▶ [EXERCISE DESCRIPTION]:
Reproduce, from the lines below, exactly the stretch that begins at the line containing "let api = NflApi::new(config.fetch_config()?)?;" and ends at the line containing "and the scaling", both included.
--- DATASET ENTRIES ---
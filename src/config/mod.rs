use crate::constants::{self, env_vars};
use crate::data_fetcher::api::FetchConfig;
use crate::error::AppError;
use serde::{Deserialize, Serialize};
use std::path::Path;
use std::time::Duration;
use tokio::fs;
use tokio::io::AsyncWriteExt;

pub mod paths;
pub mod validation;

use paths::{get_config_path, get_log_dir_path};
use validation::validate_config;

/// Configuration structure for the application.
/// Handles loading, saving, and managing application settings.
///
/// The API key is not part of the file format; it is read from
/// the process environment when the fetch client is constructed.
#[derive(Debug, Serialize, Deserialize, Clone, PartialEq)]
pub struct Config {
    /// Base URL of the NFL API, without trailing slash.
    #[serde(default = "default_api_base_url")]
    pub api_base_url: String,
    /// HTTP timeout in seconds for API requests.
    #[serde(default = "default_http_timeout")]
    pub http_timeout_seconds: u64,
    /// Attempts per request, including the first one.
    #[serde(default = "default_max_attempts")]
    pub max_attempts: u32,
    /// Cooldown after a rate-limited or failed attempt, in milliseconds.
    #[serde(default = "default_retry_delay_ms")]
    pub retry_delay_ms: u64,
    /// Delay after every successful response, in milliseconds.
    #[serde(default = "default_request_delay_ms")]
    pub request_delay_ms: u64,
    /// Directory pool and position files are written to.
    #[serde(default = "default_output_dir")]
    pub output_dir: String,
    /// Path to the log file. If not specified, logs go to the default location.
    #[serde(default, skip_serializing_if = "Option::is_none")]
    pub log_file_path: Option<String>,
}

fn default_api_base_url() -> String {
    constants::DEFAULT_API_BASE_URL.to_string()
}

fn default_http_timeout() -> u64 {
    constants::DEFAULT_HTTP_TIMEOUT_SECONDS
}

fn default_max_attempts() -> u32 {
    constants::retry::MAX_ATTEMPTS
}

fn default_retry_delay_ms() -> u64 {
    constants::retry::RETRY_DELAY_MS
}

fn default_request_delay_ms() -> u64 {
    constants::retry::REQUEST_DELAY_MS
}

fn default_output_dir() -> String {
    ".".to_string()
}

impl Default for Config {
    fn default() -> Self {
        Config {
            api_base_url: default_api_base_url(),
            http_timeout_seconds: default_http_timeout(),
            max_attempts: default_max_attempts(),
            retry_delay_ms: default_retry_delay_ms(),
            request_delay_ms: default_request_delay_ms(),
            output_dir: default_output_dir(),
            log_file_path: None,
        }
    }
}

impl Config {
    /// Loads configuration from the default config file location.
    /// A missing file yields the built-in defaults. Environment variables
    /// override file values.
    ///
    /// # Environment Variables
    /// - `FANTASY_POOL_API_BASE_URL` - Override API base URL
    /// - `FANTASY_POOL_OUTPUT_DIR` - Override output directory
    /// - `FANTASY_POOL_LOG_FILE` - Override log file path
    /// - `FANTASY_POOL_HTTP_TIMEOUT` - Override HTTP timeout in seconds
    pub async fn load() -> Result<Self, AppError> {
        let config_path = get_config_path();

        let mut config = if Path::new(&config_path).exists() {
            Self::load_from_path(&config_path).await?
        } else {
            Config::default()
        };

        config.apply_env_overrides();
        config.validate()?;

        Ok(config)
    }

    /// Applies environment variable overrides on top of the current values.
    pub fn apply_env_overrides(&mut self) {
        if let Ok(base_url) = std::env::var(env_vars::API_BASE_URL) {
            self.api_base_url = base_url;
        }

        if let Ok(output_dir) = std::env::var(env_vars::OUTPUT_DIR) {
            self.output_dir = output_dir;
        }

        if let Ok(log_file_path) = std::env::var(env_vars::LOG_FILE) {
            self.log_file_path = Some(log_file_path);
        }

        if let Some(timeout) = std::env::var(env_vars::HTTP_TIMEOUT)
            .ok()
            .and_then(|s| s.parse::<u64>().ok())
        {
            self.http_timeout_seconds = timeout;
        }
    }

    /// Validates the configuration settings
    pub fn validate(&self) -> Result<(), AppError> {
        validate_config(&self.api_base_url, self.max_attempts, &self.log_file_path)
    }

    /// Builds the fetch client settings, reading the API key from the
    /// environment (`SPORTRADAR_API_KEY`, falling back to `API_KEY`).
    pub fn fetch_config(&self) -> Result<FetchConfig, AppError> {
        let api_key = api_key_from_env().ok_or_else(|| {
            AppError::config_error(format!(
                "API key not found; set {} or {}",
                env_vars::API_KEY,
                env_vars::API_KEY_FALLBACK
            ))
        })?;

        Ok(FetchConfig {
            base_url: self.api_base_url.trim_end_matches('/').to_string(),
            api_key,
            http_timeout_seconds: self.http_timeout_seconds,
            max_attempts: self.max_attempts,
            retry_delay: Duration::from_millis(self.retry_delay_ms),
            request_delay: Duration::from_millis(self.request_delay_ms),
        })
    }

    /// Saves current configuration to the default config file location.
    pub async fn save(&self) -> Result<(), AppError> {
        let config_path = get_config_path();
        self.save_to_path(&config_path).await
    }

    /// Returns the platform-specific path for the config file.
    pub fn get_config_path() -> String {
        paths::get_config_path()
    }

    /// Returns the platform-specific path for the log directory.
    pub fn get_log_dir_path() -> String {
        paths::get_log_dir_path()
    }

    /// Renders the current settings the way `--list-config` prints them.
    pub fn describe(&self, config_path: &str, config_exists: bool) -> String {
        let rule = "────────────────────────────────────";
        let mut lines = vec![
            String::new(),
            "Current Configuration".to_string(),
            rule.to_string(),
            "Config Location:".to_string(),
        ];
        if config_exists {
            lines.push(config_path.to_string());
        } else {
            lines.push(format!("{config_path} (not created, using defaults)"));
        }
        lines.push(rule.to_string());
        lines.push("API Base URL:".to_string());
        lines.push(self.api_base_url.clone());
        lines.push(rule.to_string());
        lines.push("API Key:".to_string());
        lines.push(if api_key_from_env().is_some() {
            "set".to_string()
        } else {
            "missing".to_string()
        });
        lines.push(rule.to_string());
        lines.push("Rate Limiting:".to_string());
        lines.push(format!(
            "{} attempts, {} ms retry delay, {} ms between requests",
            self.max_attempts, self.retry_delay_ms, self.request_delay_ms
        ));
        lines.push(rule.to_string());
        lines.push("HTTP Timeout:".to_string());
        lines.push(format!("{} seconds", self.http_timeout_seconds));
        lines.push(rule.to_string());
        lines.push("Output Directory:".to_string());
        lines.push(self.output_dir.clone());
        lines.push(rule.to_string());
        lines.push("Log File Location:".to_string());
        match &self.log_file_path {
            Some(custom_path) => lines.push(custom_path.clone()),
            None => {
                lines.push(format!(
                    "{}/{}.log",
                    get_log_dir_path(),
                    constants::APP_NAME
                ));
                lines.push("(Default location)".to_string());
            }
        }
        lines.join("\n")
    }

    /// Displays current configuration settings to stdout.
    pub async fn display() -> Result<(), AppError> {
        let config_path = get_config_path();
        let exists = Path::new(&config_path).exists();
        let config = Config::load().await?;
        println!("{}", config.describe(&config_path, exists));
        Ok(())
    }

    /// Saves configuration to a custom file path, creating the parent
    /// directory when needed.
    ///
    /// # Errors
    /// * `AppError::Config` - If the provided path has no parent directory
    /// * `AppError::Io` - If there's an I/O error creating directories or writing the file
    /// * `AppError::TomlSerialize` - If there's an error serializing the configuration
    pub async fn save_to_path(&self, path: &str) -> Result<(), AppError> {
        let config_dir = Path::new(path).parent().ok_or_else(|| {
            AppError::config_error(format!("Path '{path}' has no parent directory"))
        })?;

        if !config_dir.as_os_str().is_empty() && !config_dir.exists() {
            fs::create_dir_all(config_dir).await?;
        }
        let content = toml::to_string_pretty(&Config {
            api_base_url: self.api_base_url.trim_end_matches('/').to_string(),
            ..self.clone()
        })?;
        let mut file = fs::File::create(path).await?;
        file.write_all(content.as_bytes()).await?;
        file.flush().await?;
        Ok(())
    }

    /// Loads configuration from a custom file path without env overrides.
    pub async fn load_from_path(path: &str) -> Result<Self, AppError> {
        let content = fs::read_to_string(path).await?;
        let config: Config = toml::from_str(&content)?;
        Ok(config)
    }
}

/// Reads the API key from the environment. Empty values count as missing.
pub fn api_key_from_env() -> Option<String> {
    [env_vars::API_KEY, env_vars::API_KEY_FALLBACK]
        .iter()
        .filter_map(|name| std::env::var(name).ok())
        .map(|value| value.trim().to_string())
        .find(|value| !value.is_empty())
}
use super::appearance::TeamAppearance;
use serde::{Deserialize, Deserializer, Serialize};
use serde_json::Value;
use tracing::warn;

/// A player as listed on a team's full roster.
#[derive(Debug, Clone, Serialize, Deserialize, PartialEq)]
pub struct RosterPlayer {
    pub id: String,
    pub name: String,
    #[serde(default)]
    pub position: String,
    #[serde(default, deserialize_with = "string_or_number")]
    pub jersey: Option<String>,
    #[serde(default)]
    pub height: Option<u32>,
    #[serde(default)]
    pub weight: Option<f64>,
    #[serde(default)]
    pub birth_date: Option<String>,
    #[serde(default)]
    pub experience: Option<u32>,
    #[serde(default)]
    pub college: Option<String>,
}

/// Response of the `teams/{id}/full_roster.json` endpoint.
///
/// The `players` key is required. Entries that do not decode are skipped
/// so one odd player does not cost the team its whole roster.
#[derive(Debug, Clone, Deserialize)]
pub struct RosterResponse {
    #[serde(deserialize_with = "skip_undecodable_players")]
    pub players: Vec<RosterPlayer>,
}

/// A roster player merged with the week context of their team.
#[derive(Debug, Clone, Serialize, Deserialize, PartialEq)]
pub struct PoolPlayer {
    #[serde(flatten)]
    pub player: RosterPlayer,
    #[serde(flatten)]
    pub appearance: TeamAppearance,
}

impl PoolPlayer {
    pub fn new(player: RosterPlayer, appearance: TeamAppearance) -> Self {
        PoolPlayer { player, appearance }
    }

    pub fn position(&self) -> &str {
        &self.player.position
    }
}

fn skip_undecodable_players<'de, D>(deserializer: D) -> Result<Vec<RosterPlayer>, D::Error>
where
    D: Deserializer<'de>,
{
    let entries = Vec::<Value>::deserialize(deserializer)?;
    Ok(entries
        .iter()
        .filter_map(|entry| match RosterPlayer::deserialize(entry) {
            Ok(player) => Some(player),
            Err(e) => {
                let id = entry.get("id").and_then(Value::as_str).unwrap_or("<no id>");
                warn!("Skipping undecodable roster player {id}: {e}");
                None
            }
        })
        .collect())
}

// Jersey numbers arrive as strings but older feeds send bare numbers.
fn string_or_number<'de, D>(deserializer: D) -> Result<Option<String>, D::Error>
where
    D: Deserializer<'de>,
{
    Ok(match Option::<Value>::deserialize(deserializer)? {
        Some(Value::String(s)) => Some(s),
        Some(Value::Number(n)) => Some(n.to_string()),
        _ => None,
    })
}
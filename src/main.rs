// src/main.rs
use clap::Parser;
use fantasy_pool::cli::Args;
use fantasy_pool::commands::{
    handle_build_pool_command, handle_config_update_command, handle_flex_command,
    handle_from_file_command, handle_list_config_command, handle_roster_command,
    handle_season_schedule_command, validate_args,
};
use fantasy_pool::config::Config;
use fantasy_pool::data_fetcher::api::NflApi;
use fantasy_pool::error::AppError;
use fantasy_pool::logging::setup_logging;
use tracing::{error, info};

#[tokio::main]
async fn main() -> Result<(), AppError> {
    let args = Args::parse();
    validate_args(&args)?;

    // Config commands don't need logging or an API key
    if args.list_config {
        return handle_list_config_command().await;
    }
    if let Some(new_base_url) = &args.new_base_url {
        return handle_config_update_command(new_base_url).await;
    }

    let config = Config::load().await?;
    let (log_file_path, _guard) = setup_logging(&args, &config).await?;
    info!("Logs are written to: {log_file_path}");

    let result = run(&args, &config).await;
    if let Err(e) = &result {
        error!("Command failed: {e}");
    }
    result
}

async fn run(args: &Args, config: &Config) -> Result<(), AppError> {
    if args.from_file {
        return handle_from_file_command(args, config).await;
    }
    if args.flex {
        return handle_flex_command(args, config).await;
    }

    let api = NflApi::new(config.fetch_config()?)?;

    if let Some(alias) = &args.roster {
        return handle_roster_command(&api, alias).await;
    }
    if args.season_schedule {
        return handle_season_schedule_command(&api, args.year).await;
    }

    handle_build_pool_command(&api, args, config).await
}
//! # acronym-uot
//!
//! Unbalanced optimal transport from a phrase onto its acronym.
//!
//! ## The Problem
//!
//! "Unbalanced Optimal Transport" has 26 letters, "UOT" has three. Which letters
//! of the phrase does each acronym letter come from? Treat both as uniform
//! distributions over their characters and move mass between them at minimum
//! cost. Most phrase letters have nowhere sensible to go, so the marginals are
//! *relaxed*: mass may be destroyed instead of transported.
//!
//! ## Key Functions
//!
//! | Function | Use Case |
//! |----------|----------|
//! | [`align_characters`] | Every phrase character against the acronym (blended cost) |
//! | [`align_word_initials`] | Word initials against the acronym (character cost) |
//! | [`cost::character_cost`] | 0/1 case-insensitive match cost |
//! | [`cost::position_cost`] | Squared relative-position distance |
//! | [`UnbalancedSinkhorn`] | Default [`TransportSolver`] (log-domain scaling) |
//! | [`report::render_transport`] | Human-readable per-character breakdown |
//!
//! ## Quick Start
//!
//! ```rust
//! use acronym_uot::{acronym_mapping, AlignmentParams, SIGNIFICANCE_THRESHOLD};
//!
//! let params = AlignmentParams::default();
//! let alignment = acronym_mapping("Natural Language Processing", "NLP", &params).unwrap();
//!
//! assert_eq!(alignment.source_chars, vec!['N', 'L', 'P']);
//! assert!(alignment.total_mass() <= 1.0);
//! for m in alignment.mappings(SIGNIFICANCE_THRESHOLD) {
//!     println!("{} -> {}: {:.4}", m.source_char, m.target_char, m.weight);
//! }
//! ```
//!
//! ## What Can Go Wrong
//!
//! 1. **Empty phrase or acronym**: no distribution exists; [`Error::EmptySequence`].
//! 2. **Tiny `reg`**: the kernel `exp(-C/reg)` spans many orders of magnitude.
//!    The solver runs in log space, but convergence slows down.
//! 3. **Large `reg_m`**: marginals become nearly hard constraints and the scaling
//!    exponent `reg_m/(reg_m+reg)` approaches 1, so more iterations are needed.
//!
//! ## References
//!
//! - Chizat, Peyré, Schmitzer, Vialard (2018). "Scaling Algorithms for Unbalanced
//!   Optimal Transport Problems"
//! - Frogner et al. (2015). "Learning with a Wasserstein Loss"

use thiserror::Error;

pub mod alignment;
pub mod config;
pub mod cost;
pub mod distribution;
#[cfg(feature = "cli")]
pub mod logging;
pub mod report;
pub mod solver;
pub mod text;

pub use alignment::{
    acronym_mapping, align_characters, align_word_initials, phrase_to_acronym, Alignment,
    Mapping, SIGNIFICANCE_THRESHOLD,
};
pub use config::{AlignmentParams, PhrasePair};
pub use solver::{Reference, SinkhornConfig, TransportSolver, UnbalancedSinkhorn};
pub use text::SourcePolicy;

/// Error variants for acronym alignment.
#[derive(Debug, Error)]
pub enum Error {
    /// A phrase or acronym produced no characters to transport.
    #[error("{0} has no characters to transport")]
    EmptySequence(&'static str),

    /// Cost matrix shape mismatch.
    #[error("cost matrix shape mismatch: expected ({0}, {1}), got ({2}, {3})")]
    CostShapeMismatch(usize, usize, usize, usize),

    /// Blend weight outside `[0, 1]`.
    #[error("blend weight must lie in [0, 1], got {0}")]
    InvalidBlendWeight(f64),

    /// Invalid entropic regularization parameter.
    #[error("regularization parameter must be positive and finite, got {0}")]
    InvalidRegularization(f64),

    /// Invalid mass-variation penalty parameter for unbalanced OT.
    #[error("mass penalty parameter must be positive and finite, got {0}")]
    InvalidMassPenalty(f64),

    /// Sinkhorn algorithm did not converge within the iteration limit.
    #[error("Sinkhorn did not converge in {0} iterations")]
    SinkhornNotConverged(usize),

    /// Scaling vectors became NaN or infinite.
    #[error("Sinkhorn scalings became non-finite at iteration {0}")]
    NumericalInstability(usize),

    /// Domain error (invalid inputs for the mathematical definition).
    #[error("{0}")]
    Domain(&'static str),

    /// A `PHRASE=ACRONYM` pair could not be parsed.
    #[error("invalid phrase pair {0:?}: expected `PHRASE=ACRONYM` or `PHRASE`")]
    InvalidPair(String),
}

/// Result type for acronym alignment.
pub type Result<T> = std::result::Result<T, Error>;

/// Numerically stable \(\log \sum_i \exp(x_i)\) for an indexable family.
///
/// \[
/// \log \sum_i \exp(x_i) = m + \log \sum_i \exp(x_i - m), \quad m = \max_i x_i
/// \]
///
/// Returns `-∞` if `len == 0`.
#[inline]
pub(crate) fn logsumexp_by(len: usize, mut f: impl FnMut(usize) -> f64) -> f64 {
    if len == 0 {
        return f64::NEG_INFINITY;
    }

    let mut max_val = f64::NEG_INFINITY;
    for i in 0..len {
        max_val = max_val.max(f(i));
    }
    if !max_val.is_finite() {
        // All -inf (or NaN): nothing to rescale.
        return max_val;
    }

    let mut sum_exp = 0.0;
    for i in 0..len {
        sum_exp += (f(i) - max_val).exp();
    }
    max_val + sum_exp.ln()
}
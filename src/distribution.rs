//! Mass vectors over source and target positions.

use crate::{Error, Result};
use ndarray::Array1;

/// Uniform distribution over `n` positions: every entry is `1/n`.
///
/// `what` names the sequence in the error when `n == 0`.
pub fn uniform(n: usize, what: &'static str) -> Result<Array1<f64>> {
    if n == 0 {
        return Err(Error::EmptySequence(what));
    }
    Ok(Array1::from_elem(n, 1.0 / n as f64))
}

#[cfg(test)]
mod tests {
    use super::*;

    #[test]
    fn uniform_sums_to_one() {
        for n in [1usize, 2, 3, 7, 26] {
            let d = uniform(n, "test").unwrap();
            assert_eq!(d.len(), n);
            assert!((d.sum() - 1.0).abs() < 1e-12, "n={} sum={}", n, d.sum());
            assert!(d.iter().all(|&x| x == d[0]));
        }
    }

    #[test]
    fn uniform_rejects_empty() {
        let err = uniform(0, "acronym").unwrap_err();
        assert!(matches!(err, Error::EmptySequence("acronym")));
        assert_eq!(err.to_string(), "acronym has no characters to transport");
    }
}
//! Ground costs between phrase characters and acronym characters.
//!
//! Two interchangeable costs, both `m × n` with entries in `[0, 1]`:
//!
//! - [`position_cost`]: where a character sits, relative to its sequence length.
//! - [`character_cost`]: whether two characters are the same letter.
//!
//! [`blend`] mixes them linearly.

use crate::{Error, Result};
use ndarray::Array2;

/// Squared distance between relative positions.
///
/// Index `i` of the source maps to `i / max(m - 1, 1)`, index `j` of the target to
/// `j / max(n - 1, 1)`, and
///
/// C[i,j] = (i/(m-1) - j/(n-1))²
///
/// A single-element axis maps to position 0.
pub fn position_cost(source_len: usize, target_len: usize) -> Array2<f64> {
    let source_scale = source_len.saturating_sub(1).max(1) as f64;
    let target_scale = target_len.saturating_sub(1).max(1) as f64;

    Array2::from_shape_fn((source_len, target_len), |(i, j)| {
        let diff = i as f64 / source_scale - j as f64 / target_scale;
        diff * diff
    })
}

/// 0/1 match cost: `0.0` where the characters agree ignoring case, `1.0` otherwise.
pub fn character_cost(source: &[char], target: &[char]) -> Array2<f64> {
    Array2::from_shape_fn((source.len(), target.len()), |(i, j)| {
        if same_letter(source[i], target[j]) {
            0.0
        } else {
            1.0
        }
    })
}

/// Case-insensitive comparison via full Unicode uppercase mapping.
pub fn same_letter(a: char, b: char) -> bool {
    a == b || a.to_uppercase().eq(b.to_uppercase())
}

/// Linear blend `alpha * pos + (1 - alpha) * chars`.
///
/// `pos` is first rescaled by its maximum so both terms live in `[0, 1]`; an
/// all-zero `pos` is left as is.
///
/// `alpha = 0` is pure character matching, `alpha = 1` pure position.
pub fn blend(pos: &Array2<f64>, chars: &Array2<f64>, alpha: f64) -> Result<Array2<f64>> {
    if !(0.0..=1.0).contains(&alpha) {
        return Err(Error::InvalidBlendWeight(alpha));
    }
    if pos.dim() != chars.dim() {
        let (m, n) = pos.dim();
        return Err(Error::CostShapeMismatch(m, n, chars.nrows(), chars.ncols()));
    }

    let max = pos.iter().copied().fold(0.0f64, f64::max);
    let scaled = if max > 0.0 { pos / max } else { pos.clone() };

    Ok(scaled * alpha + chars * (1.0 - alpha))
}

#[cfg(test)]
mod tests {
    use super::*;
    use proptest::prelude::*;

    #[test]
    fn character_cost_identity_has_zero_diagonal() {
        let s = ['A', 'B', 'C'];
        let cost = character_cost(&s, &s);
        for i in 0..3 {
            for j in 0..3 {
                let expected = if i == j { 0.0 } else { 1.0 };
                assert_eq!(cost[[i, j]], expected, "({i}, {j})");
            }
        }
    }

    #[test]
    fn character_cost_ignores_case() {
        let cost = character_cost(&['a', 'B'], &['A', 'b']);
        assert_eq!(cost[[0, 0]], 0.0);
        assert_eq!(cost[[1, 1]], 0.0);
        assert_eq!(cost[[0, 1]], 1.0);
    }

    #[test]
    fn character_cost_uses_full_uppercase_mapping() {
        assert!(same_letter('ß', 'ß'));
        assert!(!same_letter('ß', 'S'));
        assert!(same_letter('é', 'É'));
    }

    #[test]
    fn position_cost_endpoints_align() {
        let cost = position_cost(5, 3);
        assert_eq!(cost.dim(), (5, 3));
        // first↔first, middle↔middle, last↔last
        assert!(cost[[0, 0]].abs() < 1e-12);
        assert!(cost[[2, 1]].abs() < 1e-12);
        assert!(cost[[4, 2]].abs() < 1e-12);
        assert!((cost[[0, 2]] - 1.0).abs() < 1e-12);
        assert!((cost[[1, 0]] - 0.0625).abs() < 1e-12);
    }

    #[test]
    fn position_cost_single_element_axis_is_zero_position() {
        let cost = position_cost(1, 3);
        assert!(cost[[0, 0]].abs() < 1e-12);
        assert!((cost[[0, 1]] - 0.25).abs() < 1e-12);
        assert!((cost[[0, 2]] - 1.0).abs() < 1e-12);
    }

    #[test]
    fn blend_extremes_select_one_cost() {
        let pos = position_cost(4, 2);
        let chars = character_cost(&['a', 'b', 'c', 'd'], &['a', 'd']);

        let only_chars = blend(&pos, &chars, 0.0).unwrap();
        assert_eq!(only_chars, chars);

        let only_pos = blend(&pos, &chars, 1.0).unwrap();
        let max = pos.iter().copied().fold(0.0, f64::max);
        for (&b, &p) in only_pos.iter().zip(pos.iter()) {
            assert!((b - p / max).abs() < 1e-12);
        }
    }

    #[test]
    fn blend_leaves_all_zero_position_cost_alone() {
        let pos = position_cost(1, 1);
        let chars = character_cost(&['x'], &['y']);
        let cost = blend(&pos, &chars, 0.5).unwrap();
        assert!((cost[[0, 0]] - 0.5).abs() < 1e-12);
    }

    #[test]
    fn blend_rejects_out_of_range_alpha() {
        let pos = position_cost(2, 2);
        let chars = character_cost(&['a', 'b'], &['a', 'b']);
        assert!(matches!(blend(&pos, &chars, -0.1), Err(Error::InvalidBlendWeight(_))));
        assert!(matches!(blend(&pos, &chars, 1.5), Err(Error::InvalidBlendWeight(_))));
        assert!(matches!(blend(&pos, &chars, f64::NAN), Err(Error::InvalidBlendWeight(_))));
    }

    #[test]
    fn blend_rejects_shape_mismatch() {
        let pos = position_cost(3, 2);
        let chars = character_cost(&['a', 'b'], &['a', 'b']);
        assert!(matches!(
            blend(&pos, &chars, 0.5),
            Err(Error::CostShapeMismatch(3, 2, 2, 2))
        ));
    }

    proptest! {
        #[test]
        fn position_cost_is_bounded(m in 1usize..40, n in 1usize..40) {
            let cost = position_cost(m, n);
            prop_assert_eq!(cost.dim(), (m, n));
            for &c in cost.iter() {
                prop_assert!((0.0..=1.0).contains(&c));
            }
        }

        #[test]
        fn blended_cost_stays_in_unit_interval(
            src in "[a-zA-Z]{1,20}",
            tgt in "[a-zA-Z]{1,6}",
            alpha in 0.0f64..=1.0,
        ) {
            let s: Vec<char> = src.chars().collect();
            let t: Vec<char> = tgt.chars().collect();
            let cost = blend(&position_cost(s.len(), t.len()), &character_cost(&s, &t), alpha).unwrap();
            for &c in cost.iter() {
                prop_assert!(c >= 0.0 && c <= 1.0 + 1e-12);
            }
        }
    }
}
---
▶ [WORKED SOLUTION]:
    let api = NflApi::new(config.fetch_config()?)?;

    if let Some(alias) = &args.roster {
        return handle_roster_command(&api, alias).await;
    }
    if args.season_schedule {
        return handle_season_schedule_command(&api, args.year).await;
    }

    handle_build_pool_command(&api, args, config).await
}
//! # acronym-uot
//!
//! Unbalanced optimal transport from a phrase onto its acronym.
//!
//! ## The Problem
//!
//! "Unbalanced Optimal Transport" has 26 letters, "UOT" has three. Which letters
//! of the phrase does each acronym letter come from? Treat both as uniform
//! distributions over their characters and move mass between them at minimum
//! cost. Most phrase letters have nowhere sensible to go, so the marginals are
//! *relaxed*: mass may be destroyed instead of transported.
//!
//! ## Key Functions
//!
//! | Function | Use Case |
//! |----------|----------|
//! | [`align_characters`] | Every phrase character against the acronym (blended cost) |
//! | [`align_word_initials`] | Word initials against the acronym (character cost) |
//! | [`cost::character_cost`] | 0/1 case-insensitive match cost |
//! | [`cost::position_cost`] | Squared relative-position distance |
//! | [`UnbalancedSinkhorn`] | Default [`TransportSolver`] (log-domain scaling) |
//! | [`report::render_transport`] | Human-readable per-character breakdown |
//!
//! ## Quick Start
//!
//! ```rust
//! use acronym_uot::{acronym_mapping, AlignmentParams, SIGNIFICANCE_THRESHOLD};
//!
//! let params = AlignmentParams::default();
//! let alignment = acronym_mapping("Natural Language Processing", "NLP", &params).unwrap();
//!
//! assert_eq!(alignment.source_chars, vec!['N', 'L', 'P']);
//! assert!(alignment.total_mass() <= 1.0);
//! for m in alignment.mappings(SIGNIFICANCE_THRESHOLD) {
//!     println!("{} -> {}: {:.4}", m.source_char, m.target_char, m.weight);
//! }
//! ```
//!
//! ## What Can Go Wrong
//!
//! 1. **Empty phrase or acronym**: no distribution exists; [`Error::EmptySequence`].
//! 2. **Tiny `reg`**: the kernel `exp(-C/reg)` spans many orders of magnitude.
//!    The solver runs in log space, but convergence slows down.
//! 3. **Large `reg_m`**: marginals become nearly hard constraints and the scaling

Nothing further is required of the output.